▽

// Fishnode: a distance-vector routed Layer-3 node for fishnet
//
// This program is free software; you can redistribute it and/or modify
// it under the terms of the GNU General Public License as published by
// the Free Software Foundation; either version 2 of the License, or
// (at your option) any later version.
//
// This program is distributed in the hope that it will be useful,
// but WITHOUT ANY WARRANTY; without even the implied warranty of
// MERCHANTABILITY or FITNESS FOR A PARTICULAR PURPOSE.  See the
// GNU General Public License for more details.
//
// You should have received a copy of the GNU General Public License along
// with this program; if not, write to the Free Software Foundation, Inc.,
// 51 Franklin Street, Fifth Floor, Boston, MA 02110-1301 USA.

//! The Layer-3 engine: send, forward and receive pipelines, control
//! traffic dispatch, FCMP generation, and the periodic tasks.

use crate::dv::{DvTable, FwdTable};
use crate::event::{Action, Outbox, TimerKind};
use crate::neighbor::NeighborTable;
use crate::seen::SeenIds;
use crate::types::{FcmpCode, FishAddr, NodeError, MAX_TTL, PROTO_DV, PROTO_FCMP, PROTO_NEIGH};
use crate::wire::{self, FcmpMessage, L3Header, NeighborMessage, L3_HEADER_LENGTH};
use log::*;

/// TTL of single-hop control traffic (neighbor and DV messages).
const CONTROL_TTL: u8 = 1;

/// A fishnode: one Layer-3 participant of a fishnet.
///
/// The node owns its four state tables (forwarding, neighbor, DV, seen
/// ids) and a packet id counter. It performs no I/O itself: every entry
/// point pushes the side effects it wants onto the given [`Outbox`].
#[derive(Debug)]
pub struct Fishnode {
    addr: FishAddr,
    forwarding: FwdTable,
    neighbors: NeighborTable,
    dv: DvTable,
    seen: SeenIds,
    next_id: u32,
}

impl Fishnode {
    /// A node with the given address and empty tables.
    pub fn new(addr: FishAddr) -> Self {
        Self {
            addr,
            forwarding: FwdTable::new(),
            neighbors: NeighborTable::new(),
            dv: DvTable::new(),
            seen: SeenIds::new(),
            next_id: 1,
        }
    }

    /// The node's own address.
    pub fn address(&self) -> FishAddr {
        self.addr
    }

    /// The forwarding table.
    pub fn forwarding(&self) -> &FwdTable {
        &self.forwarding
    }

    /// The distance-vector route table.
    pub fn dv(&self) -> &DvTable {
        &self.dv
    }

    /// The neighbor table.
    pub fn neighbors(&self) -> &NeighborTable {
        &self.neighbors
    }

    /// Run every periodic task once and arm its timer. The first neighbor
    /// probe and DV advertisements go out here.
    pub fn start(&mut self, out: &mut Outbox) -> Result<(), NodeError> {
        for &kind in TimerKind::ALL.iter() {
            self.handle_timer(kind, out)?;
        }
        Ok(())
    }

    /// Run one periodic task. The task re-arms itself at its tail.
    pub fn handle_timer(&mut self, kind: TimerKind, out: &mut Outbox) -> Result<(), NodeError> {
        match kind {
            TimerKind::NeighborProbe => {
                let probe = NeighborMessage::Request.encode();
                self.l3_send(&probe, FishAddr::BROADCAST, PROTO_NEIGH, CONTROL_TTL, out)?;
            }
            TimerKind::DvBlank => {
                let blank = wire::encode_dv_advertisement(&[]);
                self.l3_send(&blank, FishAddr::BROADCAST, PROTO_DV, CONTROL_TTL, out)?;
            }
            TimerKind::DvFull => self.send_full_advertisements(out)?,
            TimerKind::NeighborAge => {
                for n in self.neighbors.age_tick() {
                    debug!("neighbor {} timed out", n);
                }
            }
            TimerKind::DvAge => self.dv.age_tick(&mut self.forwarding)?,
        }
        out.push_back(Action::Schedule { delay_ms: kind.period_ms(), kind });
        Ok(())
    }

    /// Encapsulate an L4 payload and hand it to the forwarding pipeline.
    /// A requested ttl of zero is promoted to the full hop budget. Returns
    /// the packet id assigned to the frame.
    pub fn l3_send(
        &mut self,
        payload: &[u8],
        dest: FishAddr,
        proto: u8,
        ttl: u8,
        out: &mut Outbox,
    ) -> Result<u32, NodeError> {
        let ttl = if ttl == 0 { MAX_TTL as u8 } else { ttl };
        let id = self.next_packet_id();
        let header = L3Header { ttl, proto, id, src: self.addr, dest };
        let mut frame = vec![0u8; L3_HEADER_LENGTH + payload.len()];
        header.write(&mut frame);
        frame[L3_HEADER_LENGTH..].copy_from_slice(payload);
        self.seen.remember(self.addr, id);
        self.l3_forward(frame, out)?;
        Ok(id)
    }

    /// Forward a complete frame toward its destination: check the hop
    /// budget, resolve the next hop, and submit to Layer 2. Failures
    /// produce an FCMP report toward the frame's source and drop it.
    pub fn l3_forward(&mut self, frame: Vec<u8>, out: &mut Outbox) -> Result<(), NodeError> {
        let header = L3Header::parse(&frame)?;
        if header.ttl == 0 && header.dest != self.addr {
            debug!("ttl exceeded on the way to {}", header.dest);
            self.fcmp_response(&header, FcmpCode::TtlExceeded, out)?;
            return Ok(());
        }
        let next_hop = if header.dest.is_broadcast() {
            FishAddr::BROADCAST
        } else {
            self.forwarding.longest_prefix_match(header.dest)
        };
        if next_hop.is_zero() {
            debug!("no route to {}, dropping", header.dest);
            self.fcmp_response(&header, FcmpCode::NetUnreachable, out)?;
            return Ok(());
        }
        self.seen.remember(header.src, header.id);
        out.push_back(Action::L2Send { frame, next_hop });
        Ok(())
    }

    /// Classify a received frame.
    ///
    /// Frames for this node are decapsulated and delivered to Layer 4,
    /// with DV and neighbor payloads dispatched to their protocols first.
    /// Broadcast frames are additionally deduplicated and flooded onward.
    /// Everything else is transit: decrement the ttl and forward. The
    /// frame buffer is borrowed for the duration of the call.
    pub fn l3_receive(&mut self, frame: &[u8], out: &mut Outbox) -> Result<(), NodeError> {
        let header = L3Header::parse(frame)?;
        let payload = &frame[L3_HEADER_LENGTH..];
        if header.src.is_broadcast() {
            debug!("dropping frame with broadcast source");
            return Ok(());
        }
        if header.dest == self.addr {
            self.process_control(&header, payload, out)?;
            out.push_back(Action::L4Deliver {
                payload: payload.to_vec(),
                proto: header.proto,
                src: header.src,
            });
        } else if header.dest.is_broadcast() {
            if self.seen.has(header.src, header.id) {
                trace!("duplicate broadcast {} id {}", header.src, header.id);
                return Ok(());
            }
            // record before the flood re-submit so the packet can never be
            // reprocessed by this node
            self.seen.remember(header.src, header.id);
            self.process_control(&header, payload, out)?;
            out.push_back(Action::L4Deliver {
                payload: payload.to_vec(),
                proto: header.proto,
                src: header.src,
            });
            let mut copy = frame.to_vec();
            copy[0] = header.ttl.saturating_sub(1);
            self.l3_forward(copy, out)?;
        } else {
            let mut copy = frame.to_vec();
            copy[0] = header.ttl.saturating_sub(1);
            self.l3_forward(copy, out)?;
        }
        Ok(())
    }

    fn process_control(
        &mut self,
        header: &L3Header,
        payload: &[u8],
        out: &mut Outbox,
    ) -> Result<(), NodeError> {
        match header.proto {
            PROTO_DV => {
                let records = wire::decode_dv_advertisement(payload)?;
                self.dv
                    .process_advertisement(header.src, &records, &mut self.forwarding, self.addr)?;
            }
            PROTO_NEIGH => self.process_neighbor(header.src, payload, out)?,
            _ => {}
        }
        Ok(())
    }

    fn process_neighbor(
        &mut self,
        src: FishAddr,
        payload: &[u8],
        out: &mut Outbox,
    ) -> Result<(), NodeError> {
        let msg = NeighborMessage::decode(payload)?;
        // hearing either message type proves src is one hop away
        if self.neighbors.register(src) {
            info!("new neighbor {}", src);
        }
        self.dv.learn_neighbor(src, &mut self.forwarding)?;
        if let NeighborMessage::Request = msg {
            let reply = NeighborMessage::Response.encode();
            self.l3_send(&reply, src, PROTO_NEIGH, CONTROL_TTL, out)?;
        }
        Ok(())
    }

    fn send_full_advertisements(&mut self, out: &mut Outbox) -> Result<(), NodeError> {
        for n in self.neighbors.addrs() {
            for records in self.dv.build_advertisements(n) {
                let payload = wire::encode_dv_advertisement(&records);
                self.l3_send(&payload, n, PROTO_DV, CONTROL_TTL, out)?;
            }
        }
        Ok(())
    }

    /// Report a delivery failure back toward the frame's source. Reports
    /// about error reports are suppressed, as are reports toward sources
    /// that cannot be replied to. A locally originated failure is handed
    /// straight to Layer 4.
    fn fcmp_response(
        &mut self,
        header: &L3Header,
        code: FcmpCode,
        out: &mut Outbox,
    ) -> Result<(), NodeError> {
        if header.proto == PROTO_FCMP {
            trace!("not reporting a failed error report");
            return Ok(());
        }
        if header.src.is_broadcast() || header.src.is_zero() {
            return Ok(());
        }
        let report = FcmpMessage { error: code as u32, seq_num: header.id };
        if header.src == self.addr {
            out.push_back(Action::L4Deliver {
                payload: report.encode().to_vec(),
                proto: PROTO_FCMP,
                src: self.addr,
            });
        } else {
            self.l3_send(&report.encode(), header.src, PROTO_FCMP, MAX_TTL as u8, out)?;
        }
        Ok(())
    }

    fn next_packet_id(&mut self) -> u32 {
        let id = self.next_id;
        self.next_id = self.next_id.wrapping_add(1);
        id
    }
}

△
▽

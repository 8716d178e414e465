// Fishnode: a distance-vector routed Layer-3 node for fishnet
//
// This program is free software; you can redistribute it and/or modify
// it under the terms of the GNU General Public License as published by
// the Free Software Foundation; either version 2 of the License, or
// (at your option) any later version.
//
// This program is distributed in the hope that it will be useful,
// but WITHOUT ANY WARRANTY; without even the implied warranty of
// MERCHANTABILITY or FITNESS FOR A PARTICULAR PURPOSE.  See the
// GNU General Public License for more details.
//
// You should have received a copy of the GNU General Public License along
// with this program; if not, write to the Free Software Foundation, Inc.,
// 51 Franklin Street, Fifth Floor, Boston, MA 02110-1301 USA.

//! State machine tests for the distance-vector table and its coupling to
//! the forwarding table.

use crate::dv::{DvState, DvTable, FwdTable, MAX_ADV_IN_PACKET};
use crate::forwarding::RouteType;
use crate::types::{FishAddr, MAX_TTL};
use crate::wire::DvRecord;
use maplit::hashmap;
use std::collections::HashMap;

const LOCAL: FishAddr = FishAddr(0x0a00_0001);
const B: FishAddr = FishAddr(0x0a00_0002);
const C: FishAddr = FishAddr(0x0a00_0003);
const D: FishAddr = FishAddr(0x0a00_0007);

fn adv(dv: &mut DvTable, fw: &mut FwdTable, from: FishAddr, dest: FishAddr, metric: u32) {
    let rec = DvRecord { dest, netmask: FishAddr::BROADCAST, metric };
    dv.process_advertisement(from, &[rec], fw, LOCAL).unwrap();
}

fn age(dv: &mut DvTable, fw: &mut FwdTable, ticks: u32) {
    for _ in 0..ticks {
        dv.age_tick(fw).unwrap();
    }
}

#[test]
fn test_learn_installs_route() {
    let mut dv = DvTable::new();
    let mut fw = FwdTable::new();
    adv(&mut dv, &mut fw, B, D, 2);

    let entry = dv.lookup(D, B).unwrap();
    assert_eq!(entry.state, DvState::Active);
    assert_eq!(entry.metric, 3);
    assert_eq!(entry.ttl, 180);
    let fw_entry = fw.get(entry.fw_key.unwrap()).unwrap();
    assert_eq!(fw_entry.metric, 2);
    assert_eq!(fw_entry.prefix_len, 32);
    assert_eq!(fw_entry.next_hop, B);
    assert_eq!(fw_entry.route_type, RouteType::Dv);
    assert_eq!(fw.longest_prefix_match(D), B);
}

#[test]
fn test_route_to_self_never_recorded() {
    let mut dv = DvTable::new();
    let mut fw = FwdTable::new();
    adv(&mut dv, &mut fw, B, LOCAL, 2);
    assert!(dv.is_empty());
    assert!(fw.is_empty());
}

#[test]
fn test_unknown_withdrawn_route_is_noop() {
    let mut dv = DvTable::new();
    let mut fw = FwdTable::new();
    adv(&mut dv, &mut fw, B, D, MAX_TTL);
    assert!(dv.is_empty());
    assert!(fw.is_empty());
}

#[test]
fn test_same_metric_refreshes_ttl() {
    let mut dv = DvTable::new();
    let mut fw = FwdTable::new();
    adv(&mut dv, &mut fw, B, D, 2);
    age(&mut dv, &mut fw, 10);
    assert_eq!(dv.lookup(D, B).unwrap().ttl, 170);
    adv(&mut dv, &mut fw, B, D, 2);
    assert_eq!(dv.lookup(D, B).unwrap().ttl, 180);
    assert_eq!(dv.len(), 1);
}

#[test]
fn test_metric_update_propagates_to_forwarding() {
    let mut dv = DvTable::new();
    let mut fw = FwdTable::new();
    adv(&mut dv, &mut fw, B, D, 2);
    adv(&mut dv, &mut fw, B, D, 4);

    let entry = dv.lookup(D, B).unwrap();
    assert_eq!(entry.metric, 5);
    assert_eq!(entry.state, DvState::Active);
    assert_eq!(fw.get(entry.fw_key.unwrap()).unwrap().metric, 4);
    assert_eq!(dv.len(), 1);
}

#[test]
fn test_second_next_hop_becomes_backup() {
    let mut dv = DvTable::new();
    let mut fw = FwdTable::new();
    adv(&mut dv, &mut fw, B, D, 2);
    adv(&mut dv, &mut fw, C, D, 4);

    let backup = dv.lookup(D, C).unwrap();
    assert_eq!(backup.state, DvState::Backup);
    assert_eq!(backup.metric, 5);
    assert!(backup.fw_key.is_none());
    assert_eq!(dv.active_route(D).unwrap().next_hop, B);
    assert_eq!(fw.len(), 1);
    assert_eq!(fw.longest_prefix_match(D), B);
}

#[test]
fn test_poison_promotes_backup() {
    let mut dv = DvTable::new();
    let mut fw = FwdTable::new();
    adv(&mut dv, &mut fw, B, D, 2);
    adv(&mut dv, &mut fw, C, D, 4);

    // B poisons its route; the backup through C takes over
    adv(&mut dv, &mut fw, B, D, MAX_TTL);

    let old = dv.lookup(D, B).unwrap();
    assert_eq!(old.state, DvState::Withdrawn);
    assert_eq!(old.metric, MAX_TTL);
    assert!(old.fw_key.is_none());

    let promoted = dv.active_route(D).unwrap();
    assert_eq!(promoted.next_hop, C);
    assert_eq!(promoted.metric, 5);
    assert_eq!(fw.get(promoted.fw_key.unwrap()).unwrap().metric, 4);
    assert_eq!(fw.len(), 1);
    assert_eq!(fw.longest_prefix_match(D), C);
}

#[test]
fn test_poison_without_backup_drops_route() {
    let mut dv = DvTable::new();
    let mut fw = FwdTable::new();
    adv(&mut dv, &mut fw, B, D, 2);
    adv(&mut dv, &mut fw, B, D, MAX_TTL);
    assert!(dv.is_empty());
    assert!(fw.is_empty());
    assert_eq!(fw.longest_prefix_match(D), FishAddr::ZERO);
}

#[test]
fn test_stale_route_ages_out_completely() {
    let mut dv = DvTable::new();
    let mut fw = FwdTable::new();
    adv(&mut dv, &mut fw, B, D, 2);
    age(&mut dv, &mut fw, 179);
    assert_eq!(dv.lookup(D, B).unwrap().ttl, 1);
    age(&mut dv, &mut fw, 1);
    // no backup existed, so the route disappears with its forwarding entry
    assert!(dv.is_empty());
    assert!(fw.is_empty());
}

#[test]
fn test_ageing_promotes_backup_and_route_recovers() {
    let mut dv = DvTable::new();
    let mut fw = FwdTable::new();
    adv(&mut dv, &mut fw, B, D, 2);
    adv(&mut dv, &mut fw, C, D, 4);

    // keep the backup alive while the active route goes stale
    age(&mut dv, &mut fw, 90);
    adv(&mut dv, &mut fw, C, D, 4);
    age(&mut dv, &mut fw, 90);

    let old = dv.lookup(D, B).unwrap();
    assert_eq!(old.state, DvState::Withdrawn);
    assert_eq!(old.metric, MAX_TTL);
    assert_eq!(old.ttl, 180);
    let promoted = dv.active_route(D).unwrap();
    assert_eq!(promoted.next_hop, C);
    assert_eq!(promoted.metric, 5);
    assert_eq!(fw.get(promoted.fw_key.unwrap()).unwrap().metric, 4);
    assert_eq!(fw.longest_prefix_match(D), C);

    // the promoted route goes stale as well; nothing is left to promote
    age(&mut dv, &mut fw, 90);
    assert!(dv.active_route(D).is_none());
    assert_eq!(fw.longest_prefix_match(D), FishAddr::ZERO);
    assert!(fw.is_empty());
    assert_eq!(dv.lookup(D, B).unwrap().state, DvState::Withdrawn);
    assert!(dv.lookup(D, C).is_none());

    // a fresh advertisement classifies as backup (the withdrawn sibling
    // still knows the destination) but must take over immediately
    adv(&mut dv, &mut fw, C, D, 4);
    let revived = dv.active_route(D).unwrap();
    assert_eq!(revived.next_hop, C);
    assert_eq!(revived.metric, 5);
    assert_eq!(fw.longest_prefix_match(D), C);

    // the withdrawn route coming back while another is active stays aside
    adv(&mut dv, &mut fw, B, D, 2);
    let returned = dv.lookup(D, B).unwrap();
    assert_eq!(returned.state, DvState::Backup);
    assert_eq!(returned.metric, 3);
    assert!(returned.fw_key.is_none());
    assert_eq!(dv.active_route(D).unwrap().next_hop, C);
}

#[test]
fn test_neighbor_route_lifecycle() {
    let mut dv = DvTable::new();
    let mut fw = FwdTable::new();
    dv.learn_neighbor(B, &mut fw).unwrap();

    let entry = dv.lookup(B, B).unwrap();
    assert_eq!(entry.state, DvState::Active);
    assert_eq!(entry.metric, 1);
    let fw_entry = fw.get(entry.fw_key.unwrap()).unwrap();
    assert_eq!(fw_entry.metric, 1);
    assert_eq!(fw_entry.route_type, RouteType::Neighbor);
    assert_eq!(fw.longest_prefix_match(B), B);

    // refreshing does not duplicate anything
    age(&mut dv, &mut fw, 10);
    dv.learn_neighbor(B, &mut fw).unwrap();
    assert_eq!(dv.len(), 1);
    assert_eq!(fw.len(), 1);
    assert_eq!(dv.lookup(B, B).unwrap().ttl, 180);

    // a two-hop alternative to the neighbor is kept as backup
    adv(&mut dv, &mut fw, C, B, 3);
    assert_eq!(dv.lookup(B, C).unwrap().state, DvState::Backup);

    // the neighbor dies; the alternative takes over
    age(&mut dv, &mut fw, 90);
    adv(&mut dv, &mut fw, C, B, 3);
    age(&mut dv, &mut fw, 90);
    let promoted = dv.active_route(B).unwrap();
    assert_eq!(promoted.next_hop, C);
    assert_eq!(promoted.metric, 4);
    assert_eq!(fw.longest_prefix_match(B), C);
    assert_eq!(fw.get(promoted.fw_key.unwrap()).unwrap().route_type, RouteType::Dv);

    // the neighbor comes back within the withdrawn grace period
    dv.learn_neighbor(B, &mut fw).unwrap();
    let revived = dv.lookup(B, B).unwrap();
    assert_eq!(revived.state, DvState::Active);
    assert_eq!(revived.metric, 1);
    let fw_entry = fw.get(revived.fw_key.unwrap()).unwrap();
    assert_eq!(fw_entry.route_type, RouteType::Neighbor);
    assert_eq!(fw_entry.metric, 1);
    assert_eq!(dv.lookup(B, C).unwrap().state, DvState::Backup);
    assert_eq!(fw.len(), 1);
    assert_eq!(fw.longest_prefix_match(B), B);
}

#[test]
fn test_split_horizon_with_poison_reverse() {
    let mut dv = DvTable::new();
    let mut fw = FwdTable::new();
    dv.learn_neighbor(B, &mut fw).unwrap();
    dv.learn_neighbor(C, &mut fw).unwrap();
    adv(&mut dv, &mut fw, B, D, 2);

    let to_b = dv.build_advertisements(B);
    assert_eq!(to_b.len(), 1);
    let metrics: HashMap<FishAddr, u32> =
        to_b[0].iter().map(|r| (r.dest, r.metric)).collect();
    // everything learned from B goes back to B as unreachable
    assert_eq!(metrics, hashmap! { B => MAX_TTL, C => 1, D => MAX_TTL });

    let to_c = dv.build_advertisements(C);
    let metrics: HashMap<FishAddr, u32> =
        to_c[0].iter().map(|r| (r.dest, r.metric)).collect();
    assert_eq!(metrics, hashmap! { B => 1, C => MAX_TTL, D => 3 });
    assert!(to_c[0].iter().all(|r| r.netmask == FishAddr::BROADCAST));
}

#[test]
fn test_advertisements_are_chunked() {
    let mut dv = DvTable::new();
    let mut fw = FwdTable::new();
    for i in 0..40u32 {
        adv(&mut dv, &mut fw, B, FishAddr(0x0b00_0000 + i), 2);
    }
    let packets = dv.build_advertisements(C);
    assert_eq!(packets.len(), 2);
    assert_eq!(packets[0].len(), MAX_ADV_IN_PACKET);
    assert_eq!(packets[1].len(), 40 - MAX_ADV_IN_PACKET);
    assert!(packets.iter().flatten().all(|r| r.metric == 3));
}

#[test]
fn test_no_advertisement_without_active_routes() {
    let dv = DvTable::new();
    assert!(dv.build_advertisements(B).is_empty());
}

△
▽

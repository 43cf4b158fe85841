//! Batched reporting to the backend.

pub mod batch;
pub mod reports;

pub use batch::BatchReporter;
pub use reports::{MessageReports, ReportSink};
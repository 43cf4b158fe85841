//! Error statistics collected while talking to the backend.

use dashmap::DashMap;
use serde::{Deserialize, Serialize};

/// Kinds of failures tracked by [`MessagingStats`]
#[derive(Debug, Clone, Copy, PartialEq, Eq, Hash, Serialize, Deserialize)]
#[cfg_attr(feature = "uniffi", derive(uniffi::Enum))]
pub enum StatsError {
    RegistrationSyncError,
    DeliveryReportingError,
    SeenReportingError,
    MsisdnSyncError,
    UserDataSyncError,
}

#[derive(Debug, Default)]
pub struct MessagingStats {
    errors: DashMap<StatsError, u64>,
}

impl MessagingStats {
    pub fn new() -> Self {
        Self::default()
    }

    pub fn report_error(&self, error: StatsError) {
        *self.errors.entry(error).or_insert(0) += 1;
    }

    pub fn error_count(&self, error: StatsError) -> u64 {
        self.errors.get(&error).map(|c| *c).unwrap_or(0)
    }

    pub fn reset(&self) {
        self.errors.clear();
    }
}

△

TO DO
Report the lines above that have the word "dropping" in them.

REPLY
            debug!("no route to {}, dropping", header.dest);
            debug!("dropping frame with broadcast source");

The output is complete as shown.